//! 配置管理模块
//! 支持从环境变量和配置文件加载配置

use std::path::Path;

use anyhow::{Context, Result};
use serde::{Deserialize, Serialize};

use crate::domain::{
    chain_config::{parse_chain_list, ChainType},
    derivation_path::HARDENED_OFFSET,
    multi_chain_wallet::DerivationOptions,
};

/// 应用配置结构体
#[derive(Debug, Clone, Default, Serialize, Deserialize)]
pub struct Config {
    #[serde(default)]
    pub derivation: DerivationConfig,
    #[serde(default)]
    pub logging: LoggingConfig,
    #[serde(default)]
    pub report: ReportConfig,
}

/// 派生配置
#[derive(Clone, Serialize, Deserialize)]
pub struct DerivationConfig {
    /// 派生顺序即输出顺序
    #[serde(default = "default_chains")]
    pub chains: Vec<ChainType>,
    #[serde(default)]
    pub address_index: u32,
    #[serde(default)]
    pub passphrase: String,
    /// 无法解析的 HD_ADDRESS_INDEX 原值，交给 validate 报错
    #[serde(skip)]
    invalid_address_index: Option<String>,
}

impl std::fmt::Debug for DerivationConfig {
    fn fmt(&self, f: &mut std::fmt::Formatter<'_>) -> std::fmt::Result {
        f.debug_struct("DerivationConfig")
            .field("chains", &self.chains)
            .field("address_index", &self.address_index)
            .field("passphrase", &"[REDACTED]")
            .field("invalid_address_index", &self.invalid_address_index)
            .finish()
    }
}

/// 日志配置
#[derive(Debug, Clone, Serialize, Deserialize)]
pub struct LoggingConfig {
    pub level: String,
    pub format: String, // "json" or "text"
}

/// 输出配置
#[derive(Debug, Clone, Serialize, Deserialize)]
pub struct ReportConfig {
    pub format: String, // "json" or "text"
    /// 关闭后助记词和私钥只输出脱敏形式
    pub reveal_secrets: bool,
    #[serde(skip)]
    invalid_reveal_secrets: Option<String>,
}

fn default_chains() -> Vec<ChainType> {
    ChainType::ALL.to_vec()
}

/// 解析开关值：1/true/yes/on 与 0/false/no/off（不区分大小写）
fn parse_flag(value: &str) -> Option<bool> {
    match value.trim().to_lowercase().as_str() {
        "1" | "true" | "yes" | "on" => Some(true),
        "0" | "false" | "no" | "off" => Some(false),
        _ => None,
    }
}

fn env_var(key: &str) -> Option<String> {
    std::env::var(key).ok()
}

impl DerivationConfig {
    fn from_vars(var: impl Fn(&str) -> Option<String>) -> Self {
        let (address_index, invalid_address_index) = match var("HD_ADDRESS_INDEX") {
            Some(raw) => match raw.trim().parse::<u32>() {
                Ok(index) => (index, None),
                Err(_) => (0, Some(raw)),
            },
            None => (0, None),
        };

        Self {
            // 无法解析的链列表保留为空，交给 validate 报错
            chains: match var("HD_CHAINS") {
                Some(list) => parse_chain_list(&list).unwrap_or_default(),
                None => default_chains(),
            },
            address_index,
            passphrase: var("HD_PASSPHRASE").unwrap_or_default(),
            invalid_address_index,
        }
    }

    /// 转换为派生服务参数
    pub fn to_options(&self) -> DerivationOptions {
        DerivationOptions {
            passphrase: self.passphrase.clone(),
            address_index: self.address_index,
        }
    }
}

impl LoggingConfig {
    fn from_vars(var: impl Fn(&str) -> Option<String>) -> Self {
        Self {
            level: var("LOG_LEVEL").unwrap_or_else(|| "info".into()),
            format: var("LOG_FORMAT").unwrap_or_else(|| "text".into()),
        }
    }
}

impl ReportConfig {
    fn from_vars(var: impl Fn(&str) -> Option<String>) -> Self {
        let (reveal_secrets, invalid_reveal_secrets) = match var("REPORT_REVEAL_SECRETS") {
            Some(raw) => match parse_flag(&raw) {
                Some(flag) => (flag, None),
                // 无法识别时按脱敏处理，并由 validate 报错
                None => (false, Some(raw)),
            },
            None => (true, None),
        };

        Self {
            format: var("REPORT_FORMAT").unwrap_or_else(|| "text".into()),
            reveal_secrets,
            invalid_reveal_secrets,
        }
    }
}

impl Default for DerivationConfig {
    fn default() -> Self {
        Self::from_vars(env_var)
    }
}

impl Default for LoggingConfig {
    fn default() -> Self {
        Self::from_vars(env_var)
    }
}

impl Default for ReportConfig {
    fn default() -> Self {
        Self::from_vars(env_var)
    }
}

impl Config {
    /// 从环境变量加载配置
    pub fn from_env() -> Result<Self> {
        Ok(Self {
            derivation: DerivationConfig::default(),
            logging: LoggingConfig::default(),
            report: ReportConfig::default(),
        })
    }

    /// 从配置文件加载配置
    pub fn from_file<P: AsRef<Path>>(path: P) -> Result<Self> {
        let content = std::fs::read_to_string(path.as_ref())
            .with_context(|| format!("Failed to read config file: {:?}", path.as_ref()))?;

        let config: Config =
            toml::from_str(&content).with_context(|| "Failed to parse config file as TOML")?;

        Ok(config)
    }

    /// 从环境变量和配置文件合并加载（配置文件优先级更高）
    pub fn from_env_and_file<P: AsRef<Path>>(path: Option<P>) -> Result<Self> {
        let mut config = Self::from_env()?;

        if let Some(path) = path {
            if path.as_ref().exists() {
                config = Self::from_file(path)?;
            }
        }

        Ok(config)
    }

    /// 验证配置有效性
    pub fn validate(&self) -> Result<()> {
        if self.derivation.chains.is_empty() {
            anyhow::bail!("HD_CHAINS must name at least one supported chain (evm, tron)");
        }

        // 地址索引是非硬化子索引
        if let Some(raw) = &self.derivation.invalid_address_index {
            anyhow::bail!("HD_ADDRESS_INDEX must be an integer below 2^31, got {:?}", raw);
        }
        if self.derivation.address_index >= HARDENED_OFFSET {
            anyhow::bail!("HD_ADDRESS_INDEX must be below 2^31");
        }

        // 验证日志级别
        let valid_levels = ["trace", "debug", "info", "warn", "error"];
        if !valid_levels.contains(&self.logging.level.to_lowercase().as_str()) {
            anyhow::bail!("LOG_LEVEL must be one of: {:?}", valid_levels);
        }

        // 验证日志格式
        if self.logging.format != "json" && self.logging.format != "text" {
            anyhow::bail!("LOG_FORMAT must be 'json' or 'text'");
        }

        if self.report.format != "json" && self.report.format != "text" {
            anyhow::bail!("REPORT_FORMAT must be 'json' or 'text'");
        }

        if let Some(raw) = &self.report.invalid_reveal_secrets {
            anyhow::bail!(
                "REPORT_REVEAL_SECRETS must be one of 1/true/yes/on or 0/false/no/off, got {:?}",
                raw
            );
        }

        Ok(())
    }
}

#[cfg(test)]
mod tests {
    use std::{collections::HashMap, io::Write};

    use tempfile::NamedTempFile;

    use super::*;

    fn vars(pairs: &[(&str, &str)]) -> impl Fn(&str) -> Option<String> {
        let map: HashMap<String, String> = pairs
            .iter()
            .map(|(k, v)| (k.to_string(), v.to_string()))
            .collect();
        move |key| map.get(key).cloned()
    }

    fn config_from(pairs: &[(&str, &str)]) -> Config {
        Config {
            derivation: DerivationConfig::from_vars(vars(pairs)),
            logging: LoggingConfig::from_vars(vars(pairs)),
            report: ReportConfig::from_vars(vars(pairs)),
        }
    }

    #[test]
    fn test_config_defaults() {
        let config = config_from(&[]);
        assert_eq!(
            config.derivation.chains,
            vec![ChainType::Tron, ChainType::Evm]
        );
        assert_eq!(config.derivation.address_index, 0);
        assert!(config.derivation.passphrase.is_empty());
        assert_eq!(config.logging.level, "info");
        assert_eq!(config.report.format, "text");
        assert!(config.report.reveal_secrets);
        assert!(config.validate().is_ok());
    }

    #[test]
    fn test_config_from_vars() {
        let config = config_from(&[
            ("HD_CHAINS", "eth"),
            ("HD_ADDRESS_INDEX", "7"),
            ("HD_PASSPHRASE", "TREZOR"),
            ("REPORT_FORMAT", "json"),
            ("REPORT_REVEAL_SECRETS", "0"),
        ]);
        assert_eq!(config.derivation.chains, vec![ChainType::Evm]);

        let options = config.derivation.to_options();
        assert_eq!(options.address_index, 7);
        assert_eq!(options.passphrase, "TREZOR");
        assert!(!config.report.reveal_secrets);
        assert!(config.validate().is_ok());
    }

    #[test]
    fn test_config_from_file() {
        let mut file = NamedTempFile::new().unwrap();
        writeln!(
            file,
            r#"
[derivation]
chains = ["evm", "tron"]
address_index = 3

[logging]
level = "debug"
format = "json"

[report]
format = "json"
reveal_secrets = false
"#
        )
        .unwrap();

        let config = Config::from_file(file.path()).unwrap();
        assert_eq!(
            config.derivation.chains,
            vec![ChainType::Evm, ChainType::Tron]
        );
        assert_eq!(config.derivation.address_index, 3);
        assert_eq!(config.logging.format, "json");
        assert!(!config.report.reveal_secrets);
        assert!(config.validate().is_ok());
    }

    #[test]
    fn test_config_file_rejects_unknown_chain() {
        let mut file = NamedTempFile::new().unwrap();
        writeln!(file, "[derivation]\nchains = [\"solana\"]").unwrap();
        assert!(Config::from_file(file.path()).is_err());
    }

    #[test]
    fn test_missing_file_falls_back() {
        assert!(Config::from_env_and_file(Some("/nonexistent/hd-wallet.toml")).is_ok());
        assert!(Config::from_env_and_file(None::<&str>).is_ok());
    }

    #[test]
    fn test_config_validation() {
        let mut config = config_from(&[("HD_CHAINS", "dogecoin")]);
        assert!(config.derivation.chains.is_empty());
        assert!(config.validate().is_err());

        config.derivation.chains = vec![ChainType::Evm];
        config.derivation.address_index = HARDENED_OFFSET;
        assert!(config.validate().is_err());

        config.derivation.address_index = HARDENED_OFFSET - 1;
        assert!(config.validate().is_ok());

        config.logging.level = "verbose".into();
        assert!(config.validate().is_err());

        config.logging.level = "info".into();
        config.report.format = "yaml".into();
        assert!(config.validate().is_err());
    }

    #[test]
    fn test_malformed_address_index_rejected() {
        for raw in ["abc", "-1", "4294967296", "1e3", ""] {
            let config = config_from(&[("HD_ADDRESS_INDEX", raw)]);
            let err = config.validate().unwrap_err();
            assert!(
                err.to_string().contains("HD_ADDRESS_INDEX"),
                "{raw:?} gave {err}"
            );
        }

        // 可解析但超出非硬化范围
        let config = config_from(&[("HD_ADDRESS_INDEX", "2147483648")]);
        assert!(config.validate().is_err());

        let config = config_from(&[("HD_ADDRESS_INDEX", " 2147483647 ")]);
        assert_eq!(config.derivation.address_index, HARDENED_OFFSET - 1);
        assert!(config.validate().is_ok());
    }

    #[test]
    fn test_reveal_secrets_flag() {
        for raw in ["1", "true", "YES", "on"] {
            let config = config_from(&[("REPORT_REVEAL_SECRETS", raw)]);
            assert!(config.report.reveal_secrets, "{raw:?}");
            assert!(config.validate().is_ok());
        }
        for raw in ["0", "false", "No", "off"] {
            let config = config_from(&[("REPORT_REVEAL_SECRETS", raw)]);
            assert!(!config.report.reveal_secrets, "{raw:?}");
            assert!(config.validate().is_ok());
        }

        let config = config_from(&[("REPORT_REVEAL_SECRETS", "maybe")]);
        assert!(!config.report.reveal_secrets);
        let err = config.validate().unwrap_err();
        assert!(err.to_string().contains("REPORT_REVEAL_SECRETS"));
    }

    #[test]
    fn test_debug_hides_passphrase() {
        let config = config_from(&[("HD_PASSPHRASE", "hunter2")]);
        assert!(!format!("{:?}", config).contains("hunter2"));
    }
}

* * *

◆ **What to work on**
Copy back the listing above exactly, but only from the line with "pub struct LoggingConfig" through the line with "let (address_index, invalid_address_index)", both ends included.

◆ **Task response**
pub struct LoggingConfig {
    pub level: String,
    pub format: String, // "json" or "text"
}

/// 输出配置
#[derive(Debug, Clone, Serialize, Deserialize)]
pub struct ReportConfig {
    pub format: String, // "json" or "text"
    /// 关闭后助记词和私钥只输出脱敏形式
    pub reveal_secrets: bool,
    #[serde(skip)]
    invalid_reveal_secrets: Option<String>,
}

fn default_chains() -> Vec<ChainType> {
    ChainType::ALL.to_vec()
}

/// 解析开关值：1/true/yes/on 与 0/false/no/off（不区分大小写）
fn parse_flag(value: &str) -> Option<bool> {
    match value.trim().to_lowercase().as_str() {
        "1" | "true" | "yes" | "on" => Some(true),
        "0" | "false" | "no" | "off" => Some(false),
        _ => None,
    }
}

fn env_var(key: &str) -> Option<String> {
    std::env::var(key).ok()
}

impl DerivationConfig {
    fn from_vars(var: impl Fn(&str) -> Option<String>) -> Self {
        let (address_index, invalid_address_index) = match var("HD_ADDRESS_INDEX") {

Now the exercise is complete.